Maybe not to worry about the highest speed it can go? But, what about that big and heavy chuck on it? How’s that babbitt bearing holding up next to the chuck?

And yes, the old Model T’s had rod and main babbitt bearings. And it was a “splash” oil system, no pump.


----------



## eugene13 (Feb 15, 2019)

So, when a sliding surface bearing is "up on oil" how thick is the oil in the thinnest part of the wedge?


----------



## Scubadave (Feb 15, 2019)

chips&more said:


> Maybe not to worry about the highest speed it can go? But, what about that big and heavy chuck on it? How’s that babbitt bearing holding up next to the chuck?
> 
> And yes, the old Model T’s had rod and main babbitt bearings. And it was a “splash” oil system, no pump.


My question about max rpm is only so I set the a.c. drive up right as to NOT over do it. I am looking to get zero to fastest off of back gear pulley and 1 spindle pulley. The motor is a 3/4 hp 3450 rpm. Bearings after lube and adjust has .002-.003 run out. Stuck rod in chuck and gave a little tug with dial indicater on chuck toward front. I am guessing that's ok. If bearings were needed why can't clausen find anything but timken bearings when I give them model #. I forget who at moment but someone here gave 1939 catalog that shows this exact lathe and it says babbit bearings right in ad.. I don't claim to know anything but I try .... Any advice is always appreciated.
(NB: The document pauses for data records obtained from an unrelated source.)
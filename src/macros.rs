//! Logging macros for ergonomic message formatting.
//!
//! These macros format their arguments like `format!` and hand the result to
//! a [`StructuredLogger`](crate::StructuredLogger) with an empty context,
//! returning the logger's `Result`.
//!
//! # Examples
//!
//! ```
//! use container_logs::prelude::*;
//! use container_logs::{context, info};
//!
//! let buffer = SharedBuffer::new();
//! let manager = LogManager::builder().writer(buffer.make_writer()).build();
//! let logger = manager.get_log("worker");
//!
//! info!(logger, "Server listening on port {}", 8080).unwrap();
//! logger
//!     .warning("Queue {queue} is backing up", context! { "queue" => "mail" })
//!     .unwrap();
//!
//! assert_eq!(buffer.lines().len(), 2);
//! ```

/// Build a [`LogContext`](crate::LogContext) from `key => value` pairs.
///
/// # Examples
///
/// ```
/// use container_logs::context;
///
/// let ctx = context! { "user_id" => 42, "action" => "login" };
/// assert_eq!(ctx.len(), 2);
/// assert!(context! {}.is_empty());
/// ```
#[macro_export]
macro_rules! context {
    () => {
        $crate::LogContext::new()
    };
    ($($key:expr => $value:expr),+ $(,)?) => {
        $crate::LogContext::new()$(.with_field($key, $value))+
    };
}

/// Log a message with automatic formatting.
///
/// # Examples
///
/// ```
/// # use container_logs::prelude::*;
/// # let buffer = SharedBuffer::new();
/// # let logger = LogManager::builder().writer(buffer.make_writer()).build().default_log();
/// use container_logs::log;
/// log!(logger, LogLevel::Info, "Simple message").unwrap();
/// log!(logger, LogLevel::Error, "Error code: {}", 500).unwrap();
/// ```
#[macro_export]
macro_rules! log {
    ($logger:expr, $level:expr, $($arg:tt)+) => {{
        use $crate::StructuredLogger as _;
        $logger.log($level, &format!($($arg)+), $crate::LogContext::new())
    }};
}

/// Log a debug-level message.
#[macro_export]
macro_rules! debug {
    ($logger:expr, $($arg:tt)+) => {
        $crate::log!($logger, $crate::LogLevel::Debug, $($arg)+)
    };
}

/// Log an info-level message.
#[macro_export]
macro_rules! info {
    ($logger:expr, $($arg:tt)+) => {
        $crate::log!($logger, $crate::LogLevel::Info, $($arg)+)
    };
}

/// Log a notice-level message.
#[macro_export]
macro_rules! notice {
    ($logger:expr, $($arg:tt)+) => {
        $crate::log!($logger, $crate::LogLevel::Notice, $($arg)+)
    };
}

/// Log a warning-level message.
#[macro_export]
macro_rules! warning {
    ($logger:expr, $($arg:tt)+) => {
        $crate::log!($logger, $crate::LogLevel::Warning, $($arg)+)
    };
}

/// Log an error-level message.
///
/// # Examples
///
/// ```
/// # use container_logs::prelude::*;
/// # let buffer = SharedBuffer::new();
/// # let logger = LogManager::builder().writer(buffer.make_writer()).build().default_log();
/// use container_logs::error;
/// let path = "/var/lib/app/state";
/// error!(logger, "Failed to open {}", path).unwrap();
/// ```
#[macro_export]
macro_rules! error {
    ($logger:expr, $($arg:tt)+) => {
        $crate::log!($logger, $crate::LogLevel::Error, $($arg)+)
    };
}

/// Log a critical-level message.
#[macro_export]
macro_rules! critical {
    ($logger:expr, $($arg:tt)+) => {
        $crate::log!($logger, $crate::LogLevel::Critical, $($arg)+)
    };
}

/// Log an alert-level message.
#[macro_export]
macro_rules! alert {
    ($logger:expr, $($arg:tt)+) => {
        $crate::log!($logger, $crate::LogLevel::Alert, $($arg)+)
    };
}

/// Log an emergency-level message.
#[macro_export]
macro_rules! emergency {
    ($logger:expr, $($arg:tt)+) => {
        $crate::log!($logger, $crate::LogLevel::Emergency, $($arg)+)
    };
}
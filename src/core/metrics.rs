//! Delivery counters for the logging bridge
//!
//! The bridge writes nothing but JSON records to stderr, so its own health
//! is observable only through these counters.

use std::sync::atomic::{AtomicU64, Ordering};

/// Counters for primary/fallback delivery
///
/// # Example
///
/// ```
/// use container_logs::BridgeMetrics;
///
/// let metrics = BridgeMetrics::new();
/// metrics.record_primary();
/// metrics.record_fallback();
///
/// assert_eq!(metrics.primary_deliveries(), 1);
/// assert_eq!(metrics.fallback_rate(), 50.0);
/// ```
#[derive(Debug)]
pub struct BridgeMetrics {
    /// Records written through a channel logger
    primary_deliveries: AtomicU64,

    /// Records written by the fallback emitter after a primary failure
    fallback_deliveries: AtomicU64,

    /// Legacy calls rejected by a priority mask
    filtered: AtomicU64,

    /// Times `get_log` handed out a built-in logger
    builtin_loggers: AtomicU64,
}

impl BridgeMetrics {
    /// Create a new metrics instance with all counters at zero
    pub const fn new() -> Self {
        Self {
            primary_deliveries: AtomicU64::new(0),
            fallback_deliveries: AtomicU64::new(0),
            filtered: AtomicU64::new(0),
            builtin_loggers: AtomicU64::new(0),
        }
    }

    #[inline]
    pub fn primary_deliveries(&self) -> u64 {
        self.primary_deliveries.load(Ordering::Relaxed)
    }

    #[inline]
    pub fn fallback_deliveries(&self) -> u64 {
        self.fallback_deliveries.load(Ordering::Relaxed)
    }

    #[inline]
    pub fn filtered(&self) -> u64 {
        self.filtered.load(Ordering::Relaxed)
    }

    #[inline]
    pub fn builtin_loggers(&self) -> u64 {
        self.builtin_loggers.load(Ordering::Relaxed)
    }

    /// Record a primary delivery, returning the previous count
    #[inline]
    pub fn record_primary(&self) -> u64 {
        self.primary_deliveries.fetch_add(1, Ordering::Relaxed)
    }

    #[inline]
    pub fn record_fallback(&self) -> u64 {
        self.fallback_deliveries.fetch_add(1, Ordering::Relaxed)
    }

    #[inline]
    pub fn record_filtered(&self) -> u64 {
        self.filtered.fetch_add(1, Ordering::Relaxed)
    }

    #[inline]
    pub fn record_builtin(&self) -> u64 {
        self.builtin_loggers.fetch_add(1, Ordering::Relaxed)
    }

    /// Share of deliveries that needed the fallback path (0.0 - 100.0)
    ///
    /// Returns 0.0 if nothing has been delivered.
    pub fn fallback_rate(&self) -> f64 {
        let fallback = self.fallback_deliveries() as f64;
        let total = self.primary_deliveries() as f64 + fallback;
        if total == 0.0 {
            0.0
        } else {
            (fallback / total) * 100.0
        }
    }

    /// Reset all metrics to zero
    pub fn reset(&self) {
        self.primary_deliveries.store(0, Ordering::Relaxed);
        self.fallback_deliveries.store(0, Ordering::Relaxed);
        self.filtered.store(0, Ordering::Relaxed);
        self.builtin_loggers.store(0, Ordering::Relaxed);
    }
}

impl Default for BridgeMetrics {
    fn default() -> Self {
        Self::new()
    }
}

impl Clone for BridgeMetrics {
    /// Create a snapshot of the current metrics values
    fn clone(&self) -> Self {
        Self {
            primary_deliveries: AtomicU64::new(self.primary_deliveries()),
            fallback_deliveries: AtomicU64::new(self.fallback_deliveries()),
            filtered: AtomicU64::new(self.filtered()),
            builtin_loggers: AtomicU64::new(self.builtin_loggers()),
        }
    }
}
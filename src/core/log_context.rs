//! Structured context for log records
//!
//! `LogContext` is an insertion-ordered map of `FieldValue`s so that JSON
//! output is deterministic.

use indexmap::IndexMap;
use serde::{Deserialize, Serialize};
use std::fmt;

/// Value type for structured logging fields
#[derive(Debug, Clone, PartialEq, Serialize, Deserialize)]
#[serde(untagged)]
pub enum FieldValue {
    Null,
    Bool(bool),
    Int(i64),
    Float(f64),
    String(String),
    Array(Vec<FieldValue>),
    Object(IndexMap<String, FieldValue>),
}

impl fmt::Display for FieldValue {
    fn fmt(&self, f: &mut fmt::Formatter<'_>) -> fmt::Result {
        match self {
            FieldValue::String(s) => write!(f, "{}", s),
            FieldValue::Int(i) => write!(f, "{}", i),
            FieldValue::Float(fl) => write!(f, "{}", fl),
            FieldValue::Bool(b) => write!(f, "{}", b),
            FieldValue::Null => write!(f, "null"),
            FieldValue::Array(_) | FieldValue::Object(_) => write!(f, "{}", self.to_json_value()),
        }
    }
}

impl FieldValue {
    /// Convert to serde_json::Value for JSON serialization.
    ///
    /// Non-finite floats have no JSON form and become `null`.
    #[must_use]
    pub fn to_json_value(&self) -> serde_json::Value {
        match self {
            FieldValue::String(s) => serde_json::Value::String(s.clone()),
            FieldValue::Int(i) => serde_json::Value::Number((*i).into()),
            FieldValue::Float(f) => serde_json::Number::from_f64(*f)
                .map(serde_json::Value::Number)
                .unwrap_or(serde_json::Value::Null),
            FieldValue::Bool(b) => serde_json::Value::Bool(*b),
            FieldValue::Null => serde_json::Value::Null,
            FieldValue::Array(items) => {
                serde_json::Value::Array(items.iter().map(FieldValue::to_json_value).collect())
            }
            FieldValue::Object(map) => serde_json::Value::Object(
                map.iter()
                    .map(|(k, v)| (k.clone(), v.to_json_value()))
                    .collect(),
            ),
        }
    }
}

impl From<String> for FieldValue {
    fn from(s: String) -> Self {
        FieldValue::String(s)
    }
}

impl From<&str> for FieldValue {
    fn from(s: &str) -> Self {
        FieldValue::String(s.to_string())
    }
}

impl From<i64> for FieldValue {
    fn from(i: i64) -> Self {
        FieldValue::Int(i)
    }
}

impl From<i32> for FieldValue {
    fn from(i: i32) -> Self {
        FieldValue::Int(i as i64)
    }
}

impl From<u32> for FieldValue {
    fn from(i: u32) -> Self {
        FieldValue::Int(i64::from(i))
    }
}

impl From<u64> for FieldValue {
    fn from(i: u64) -> Self {
        i64::try_from(i).map_or(FieldValue::Float(i as f64), FieldValue::Int)
    }
}

impl From<usize> for FieldValue {
    fn from(i: usize) -> Self {
        FieldValue::from(i as u64)
    }
}

impl From<f64> for FieldValue {
    fn from(f: f64) -> Self {
        FieldValue::Float(f)
    }
}

impl From<bool> for FieldValue {
    fn from(b: bool) -> Self {
        FieldValue::Bool(b)
    }
}

impl<T: Into<FieldValue>> From<Option<T>> for FieldValue {
    fn from(value: Option<T>) -> Self {
        value.map_or(FieldValue::Null, Into::into)
    }
}

impl<T: Into<FieldValue>> From<Vec<T>> for FieldValue {
    fn from(items: Vec<T>) -> Self {
        FieldValue::Array(items.into_iter().map(Into::into).collect())
    }
}

impl From<serde_json::Value> for FieldValue {
    fn from(value: serde_json::Value) -> Self {
        match value {
            serde_json::Value::Null => FieldValue::Null,
            serde_json::Value::Bool(b) => FieldValue::Bool(b),
            serde_json::Value::Number(n) => n
                .as_i64()
                .map(FieldValue::Int)
                .or_else(|| n.as_f64().map(FieldValue::Float))
                .unwrap_or(FieldValue::Null),
            serde_json::Value::String(s) => FieldValue::String(s),
            serde_json::Value::Array(items) => {
                FieldValue::Array(items.into_iter().map(FieldValue::from).collect())
            }
            serde_json::Value::Object(map) => FieldValue::Object(
                map.into_iter()
                    .map(|(k, v)| (k, FieldValue::from(v)))
                    .collect(),
            ),
        }
    }
}

/// Context for structured logging with key-value fields
#[derive(Debug, Clone, Default, PartialEq, Serialize, Deserialize)]
#[serde(transparent)]
pub struct LogContext {
    fields: IndexMap<String, FieldValue>,
}

impl LogContext {
    /// Create a new empty log context
    pub fn new() -> Self {
        Self {
            fields: IndexMap::new(),
        }
    }

    /// Add a field to the context
    pub fn with_field<K, V>(mut self, key: K, value: V) -> Self
    where
        K: Into<String>,
        V: Into<FieldValue>,
    {
        self.fields.insert(key.into(), value.into());
        self
    }

    /// Add a field to the context (mutable version)
    pub fn add_field<K, V>(&mut self, key: K, value: V)
    where
        K: Into<String>,
        V: Into<FieldValue>,
    {
        self.fields.insert(key.into(), value.into());
    }

    /// Remove a field, keeping the order of the remaining ones
    pub fn remove(&mut self, key: &str) -> Option<FieldValue> {
        self.fields.shift_remove(key)
    }

    pub fn get(&self, key: &str) -> Option<&FieldValue> {
        self.fields.get(key)
    }

    pub fn contains_key(&self, key: &str) -> bool {
        self.fields.contains_key(key)
    }

    /// Get all fields
    pub fn fields(&self) -> &IndexMap<String, FieldValue> {
        &self.fields
    }

    /// Check if context has any fields
    pub fn is_empty(&self) -> bool {
        self.fields.is_empty()
    }

    pub fn len(&self) -> usize {
        self.fields.len()
    }

    /// JSON object in insertion order
    pub fn to_json_value(&self) -> serde_json::Value {
        serde_json::Value::Object(
            self.fields
                .iter()
                .map(|(k, v)| (k.clone(), v.to_json_value()))
                .collect(),
        )
    }

    /// Format fields as key=value pairs
    pub fn format_fields(&self) -> String {
        self.fields
            .iter()
            .map(|(k, v)| format!("{}={}", k, v))
            .collect::<Vec<_>>()
            .join(" ")
    }
}

impl fmt::Display for LogContext {
    fn fmt(&self, f: &mut fmt::Formatter<'_>) -> fmt::Result {
        write!(f, "{}", self.format_fields())
    }
}

impl<K: Into<String>, V: Into<FieldValue>> FromIterator<(K, V)> for LogContext {
    fn from_iter<I: IntoIterator<Item = (K, V)>>(iter: I) -> Self {
        Self {
            fields: iter
                .into_iter()
                .map(|(k, v)| (k.into(), v.into()))
                .collect(),
        }
    }
}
Sent from my VS995 using Tapatalk


----------



## pontiac428 (Feb 26, 2019)

I have a 1937 10" with babbitt head.  I put together a Timken head at one point, and decided to stick with the babbitt because it ran tighter on the test bar.  I run it over the full range of sheaves without worry about overcooking anything.  When set up, the bearings have very little play and will last as long as you don't do anything horrible to it.  There is no replacement available, since babbitt has to be poured into the head with the spindle in one step and is now a lost art.


----------



## Bob Korves (Feb 26, 2019)

The speed would be related to the bearing diameter.  Start with that number and see what maximum speed machines with the same diameter bearings are running at.  Or, if nothing else, interpolate.  By saying size, I am really talking SFPM, which is probably what matters, that and what kind of oiling the bearings get and what kind of babbit it is.


----------



## agfrvf (Feb 26, 2019)

Scubadave said:


> My question about max rpm is only so I set the a.c. drive up right as to NOT over do it. I am looking to get zero to fastest off of back gear pulley and 1 spindle pulley. The motor is a 3/4 hp 3450 rpm. Bearings after lube and adjust has .002-.003 run out. Stuck rod in chuck and gave a little tug with dial indicater on chuck toward front. I am guessing that's ok. If bearings were needed why can't clausen find anything but timken bearings when I give them model #. I forget who at moment but someone here gave 1939 catalog that shows this exact lathe and it says babbit bearings right in ad.. I don't claim to know anything but I try .... Any advice is always appreciated.
> 
> Sent from my VS995 using Tapatalk


A.c. drive? Do you mean a Variable frequency drive? If so its better to get a lower speed higher power motor and wind it out. There are some nice used ones on fleebay atm.


----------



## Scubadave (Feb 27, 2019)

All ready own motor and vfd but still wondering about top rpm for those bearings. Previous post says dependant on bearing size , but doesn't give enuf info or formula to calculate. Unless it was assumed I know something I don't.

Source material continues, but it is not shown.